じぶん銀行の子会社化に加え、カブドットコム証券の株式をTOBで取得し、関連会社化することも発表された
じぶん銀行の子会社化に加え、カブドットコム証券の株式をTOBで取得し、関連会社化することも発表された

 その上で、「ここまで整備したので、会社の名前も統一したら分かりやすくなる」と高橋氏は話し、auフィナンシャルホールディングスとなる傘下の5社と、au損害保険、そしてカブドットコム証券の7社の社名に「au」を付けてブランドを統一することも発表。これによってじぶん銀行は「auじぶん銀行」、カブドットコム証券は「auカブコム証券」となるほか、ウェブマネーは名称自体が大きく変化し「au PAY」となる。

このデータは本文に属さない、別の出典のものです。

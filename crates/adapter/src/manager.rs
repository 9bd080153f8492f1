//! Owns the live backend instances and keeps them in step with the registry.

use crate::backend::{Backend, BackendStatus};
use crate::error::{GatewayError, Result};
use crate::registry::{BackendDescriptor, BackendSpec, Endpoint, Registry, ReloadPlan};
use crate::remote::{RemoteBackend, RemoteSettings};
use crate::supervisor::{Launcher, ProcessBackend, ProcessSettings};
use parking_lot::RwLock;
use serde_json::Value;
use std::collections::{BTreeMap, HashMap};
use std::sync::Arc;
use std::time::Duration;

/// How often a retired backend is checked for remaining sessions.
const DRAIN_POLL: Duration = Duration::from_millis(200);

/// Builds the right [`Backend`] for a descriptor's transport.
pub struct BackendFactory {
    launcher: Arc<dyn Launcher>,
    process: Arc<ProcessSettings>,
    remote: Arc<RemoteSettings>,
    http: reqwest::Client,
}

impl BackendFactory {
    pub fn new(
        launcher: Arc<dyn Launcher>,
        process: ProcessSettings,
        remote: RemoteSettings,
    ) -> Result<Self> {
        let http = reqwest::Client::builder()
            .connect_timeout(remote.connect_timeout)
            .build()
            .map_err(|e| GatewayError::Startup(format!("failed to build HTTP client: {e}")))?;
        Ok(Self {
            launcher,
            process: Arc::new(process),
            remote: Arc::new(remote),
            http,
        })
    }

    pub fn build(&self, descriptor: Arc<BackendDescriptor>) -> Arc<dyn Backend> {
        match &descriptor.spec().endpoint {
            Endpoint::Process(launch) => Arc::new(ProcessBackend::new(
                descriptor.clone(),
                launch.clone(),
                self.process.clone(),
                self.launcher.clone(),
            )),
            Endpoint::Remote { url } => Arc::new(RemoteBackend::new(
                descriptor.clone(),
                url.clone(),
                self.remote.clone(),
                self.http.clone(),
            )),
        }
    }
}

/// Manages all backends (both process and remote).
pub struct BackendManager {
    registry: Arc<Registry>,
    backends: RwLock<HashMap<String, Arc<dyn Backend>>>,
    factory: BackendFactory,
}

impl BackendManager {
    pub fn new(registry: Arc<Registry>, factory: BackendFactory) -> Self {
        Self {
            registry,
            backends: RwLock::new(HashMap::new()),
            factory,
        }
    }

    pub fn registry(&self) -> &Arc<Registry> {
        &self.registry
    }

    /// Register a backend and build its instance. Does not start it.
    pub fn register(&self, spec: BackendSpec) -> Result<Arc<dyn Backend>> {
        let descriptor = self.registry.register(spec)?;
        let backend = self.factory.build(descriptor);
        self.backends
            .write()
            .insert(backend.name().to_string(), backend.clone());
        Ok(backend)
    }

    /// Get a backend by name.
    pub fn get_backend(&self, name: &str) -> Result<Arc<dyn Backend>> {
        self.backends
            .read()
            .get(name)
            .cloned()
            .ok_or_else(|| GatewayError::UnknownBackend(name.to_string()))
    }

    /// All backends, ordered by name.
    pub fn get_all_backends(&self) -> Vec<Arc<dyn Backend>> {
        let mut backends: Vec<_> = self.backends.read().values().cloned().collect();
        backends.sort_by(|a, b| a.name().cmp(b.name()));
        backends
    }

    pub fn get_all_status(&self) -> BTreeMap<String, BackendStatus> {
        self.backends
            .read()
            .iter()
            .map(|(name, backend)| (name.clone(), backend.status()))
            .collect()
    }

    /// Cached tool lists of every backend that is currently healthy.
    pub fn healthy_tools(&self) -> BTreeMap<String, Arc<Vec<Value>>> {
        self.backends
            .read()
            .values()
            .filter(|b| b.descriptor().is_healthy())
            .map(|b| (b.name().to_string(), b.descriptor().tools()))
            .collect()
    }

    /// Start every backend concurrently. Returns how many failed their first start.
    ///
    /// A failed backend stays registered; its supervisor keeps retrying with backoff.
    pub async fn start_all(&self) -> usize {
        let backends = self.get_all_backends();
        let results = futures::future::join_all(backends.iter().map(|b| b.start())).await;

        let mut failures = 0;
        for (backend, result) in backends.iter().zip(results) {
            if let Err(e) = result {
                failures += 1;
                tracing::warn!(backend = %backend.name(), error = %e, "backend did not start");
            }
        }
        failures
    }

    /// Operator restart of one backend.
    pub async fn restart(&self, name: &str) -> Result<()> {
        self.get_backend(name)?.restart().await
    }

    pub async fn shutdown_all(&self) {
        tracing::info!("Shutting down all backends");
        let backends = self.get_all_backends();
        futures::future::join_all(backends.iter().map(|b| b.shutdown())).await;
    }

    pub fn is_empty(&self) -> bool {
        self.backends.read().is_empty()
    }

    /// Apply a new backend set.
    ///
    /// Added backends are started, unchanged ones are left alone, and removed or redefined ones
    /// stop accepting sessions immediately but are only shut down once their sessions drain.
    pub async fn apply_reload(&self, specs: Vec<BackendSpec>) -> Result<ReloadPlan> {
        let plan = self.registry.reload(specs)?;
        if plan.is_noop() {
            tracing::info!("Reload: no backend changes");
            return Ok(plan);
        }

        let mut to_start = Vec::new();
        let mut retired = Vec::new();
        {
            let mut backends = self.backends.write();
            for old in &plan.removed {
                if let Some(backend) = backends.remove(old.name()) {
                    retired.push(backend);
                }
            }
            for (_, new) in &plan.replaced {
                let backend = self.factory.build(new.clone());
                if let Some(old) = backends.insert(new.name().to_string(), backend.clone()) {
                    retired.push(old);
                }
                to_start.push(backend);
            }
            for new in &plan.added {
                let backend = self.factory.build(new.clone());
                backends.insert(new.name().to_string(), backend.clone());
                to_start.push(backend);
            }
        }

        tracing::info!(
            added = plan.added.len(),
            replaced = plan.replaced.len(),
            removed = plan.removed.len(),
            unchanged = plan.unchanged.len(),
            "Reload applied"
        );

        for backend in retired {
            tokio::spawn(drain_and_stop(backend));
        }
        let results = futures::future::join_all(to_start.iter().map(|b| b.start())).await;
        for (backend, result) in to_start.iter().zip(results) {
            if let Err(e) = result {
                tracing::warn!(
                    backend = %backend.name(),
                    error = %e,
                    "reloaded backend did not start"
                );
            }
        }
        Ok(plan)
    }
}

/// Wait until no session references `backend`, then stop it.
async fn drain_and_stop(backend: Arc<dyn Backend>) {
    let descriptor = backend.descriptor().clone();
    if descriptor.active_sessions() > 0 {
        tracing::info!(
            backend = %backend.name(),
            sessions = descriptor.active_sessions(),
            "Draining sessions before stopping backend"
        );
    }
    while descriptor.active_sessions() > 0 {
        tokio::time::sleep(DRAIN_POLL).await;
    }
    backend.shutdown().await;
}

#[cfg(test)]
mod tests {
    use super::*;
    use crate::registry::{HealthState, LaunchSpec};
    use crate::session::{SessionManager, SessionSettings, SessionTransport};
    use crate::testing::{EchoOptions, ScriptedLauncher, test_process_settings};
    use std::collections::BTreeMap as Map;

    fn spec(name: &str, arg: &str) -> BackendSpec {
        BackendSpec::process(
            name,
            LaunchSpec {
                command: "scripted-echo".to_string(),
                args: vec![arg.to_string()],
                env: Map::new(),
            },
        )
    }

    fn manager(launcher: Arc<ScriptedLauncher>) -> Arc<BackendManager> {
        let factory =
            BackendFactory::new(launcher, test_process_settings(), RemoteSettings::default())
                .unwrap();
        Arc::new(BackendManager::new(Arc::new(Registry::new()), factory))
    }

    #[tokio::test]
    async fn healthy_tools_omits_unhealthy_backends() {
        let launcher = ScriptedLauncher::new(EchoOptions::default());
        let manager = manager(launcher);
        manager.register(spec("a", "1")).unwrap();
        manager.register(spec("b", "1")).unwrap();
        assert_eq!(manager.start_all().await, 0);
        assert_eq!(
            manager.healthy_tools().keys().collect::<Vec<_>>(),
            vec!["a", "b"]
        );

        manager
            .get_backend("b")
            .unwrap()
            .descriptor()
            .set_health(HealthState::Degraded);
        assert_eq!(manager.healthy_tools().keys().collect::<Vec<_>>(), vec!["a"]);
    }

    #[tokio::test]
    async fn reload_leaves_unchanged_backends_running() {
        let launcher = ScriptedLauncher::new(EchoOptions::default());
        let manager = manager(launcher.clone());
        manager.register(spec("keep", "1")).unwrap();
        manager.register(spec("swap", "1")).unwrap();
        manager.register(spec("drop", "1")).unwrap();
        manager.start_all().await;
        assert_eq!(launcher.launches(), 3);
        let kept = manager.get_backend("keep").unwrap();

        let plan = manager
            .apply_reload(vec![spec("keep", "1"), spec("swap", "2"), spec("new", "1")])
            .await
            .unwrap();
        assert_eq!(plan.unchanged, vec!["keep".to_string()]);
        assert_eq!(plan.replaced.len(), 1);
        assert_eq!(plan.removed.len(), 1);
        assert_eq!(plan.added.len(), 1);

        // Only the redefined and the new backend were launched.
        assert_eq!(launcher.launches(), 5);
        assert!(Arc::ptr_eq(&kept, &manager.get_backend("keep").unwrap()));
        assert!(matches!(
            manager.get_backend("drop"),
            Err(GatewayError::UnknownBackend(_))
        ));
        assert!(manager.get_backend("new").unwrap().descriptor().is_healthy());
    }

    #[tokio::test]
    async fn removed_backend_stops_only_after_sessions_drain() {
        let launcher = ScriptedLauncher::new(EchoOptions::default());
        let manager = manager(launcher);
        manager.register(spec("old", "1")).unwrap();
        manager.start_all().await;
        let sessions = Arc::new(SessionManager::new(
            manager.clone(),
            SessionSettings::default(),
        ));
        let opened = sessions.open("old", SessionTransport::SyncHttp).unwrap();
        let old = manager.get_backend("old").unwrap();

        manager.apply_reload(Vec::new()).await.unwrap();
        tokio::time::sleep(DRAIN_POLL * 2).await;
        assert!(old.descriptor().is_healthy());
        assert!(matches!(
            sessions.open("old", SessionTransport::SyncHttp),
            Err(GatewayError::UnknownBackend(_))
        ));

        sessions.close(opened.session.id(), GatewayError::SessionClosed);
        for _ in 0..100 {
            if old.descriptor().health() == HealthState::Unknown {
                return;
            }
            tokio::time::sleep(Duration::from_millis(50)).await;
        }
        panic!("drained backend was never stopped");
    }
}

傘下の金融関連企業をauブランドに統一することも発表。カブドットコム証券は「auカブコム証券」となる予定だ
傘下の金融関連企業をauブランドに統一することも発表。カブドットコム証券は「auカブコム証券」となる予定だ

 また高橋氏は、KDDIが展開しているベンチャー企業への投資ファンド「KDDIオープンイノベーションファンド3号」についても、auフィナンシャルホールディングスを活用していく方針を示す。同ファンドでは「FinTechの分野が弱かった」(高橋氏)ことから、auフィナンシャルホールディングスを活用することにより、今後FinTech分野のベンチャーへの投資を推し進めていきたいとのことだ。

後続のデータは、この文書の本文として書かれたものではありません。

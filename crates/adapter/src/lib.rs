//! mcp-mux
//!
//! Multiplex stdio MCP servers (and remote MCP endpoints) behind one HTTP + SSE front door.

pub mod backend;
pub mod config;
pub mod correlator;
pub mod env;
pub mod error;
pub mod health;
pub mod http;
pub mod manager;
pub mod registry;
pub mod remote;
pub mod session;
pub mod stdio_bridge;
pub mod supervisor;
pub mod timeouts;

#[cfg(test)]
mod testing;

pub use error::{GatewayError, Result};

 高橋氏は、KDDIが通信事業による顧客基盤を持つこと、OTTサービスと異なり毎月の通信料でau WALLETのポイントが自動的に貯まる仕組みを持つこと、そして携帯電話大手3社の中で、金融のサービスが最も充実していることが、KDDIの金融事業の大きな強みになるとしている。その上でauフィナンシャルホールディングスを中心としたスマートフォン金融グループの拡大により、「2021年くらいに、決済・金融取扱高6兆円を目指す」と、具体的な目標を掲げ今後の事業展開に意欲を示した。

夏にはauのIDやサービスをキャリアフリー化

 高橋氏はもう1つ、これまでauの契約者だけに閉じていた、auのIDや決済サービス、ポイントなどのキャリアフリー化を今回の発表会で明らかにした。キャリアフリー化は2019年夏に実施する方針で、それにともないau WALLETによる決済やポイントなどもキャリアフリーで利用できるようになるとのことだ。

auのIDや決済などのサービス、ポイントなどをキャリアフリー化することも明らかにされた。時期は2019年夏頃を予定しているとのこと
auのIDや決済などのサービス、ポイントなどをキャリアフリー化することも明らかにされた。時期は2019年夏頃を予定しているとのこと

 キャリアフリー化に至った理由について、高橋氏は「金融サービスやポイントを提供する上で、加盟店と話していると『(対象が)auユーザーだけなの?』という話になる」と説明。金融サービスを拡大する上で、au以外の顧客開拓が欠かせなくなったとの認識を示した。ただし一方で、「キャリアフリーにしたらユーザーがつく訳ではない」とも話しており、従来通り垂直統合でauの顧客体験価値を高める取り組みは引き続き実施していくとした。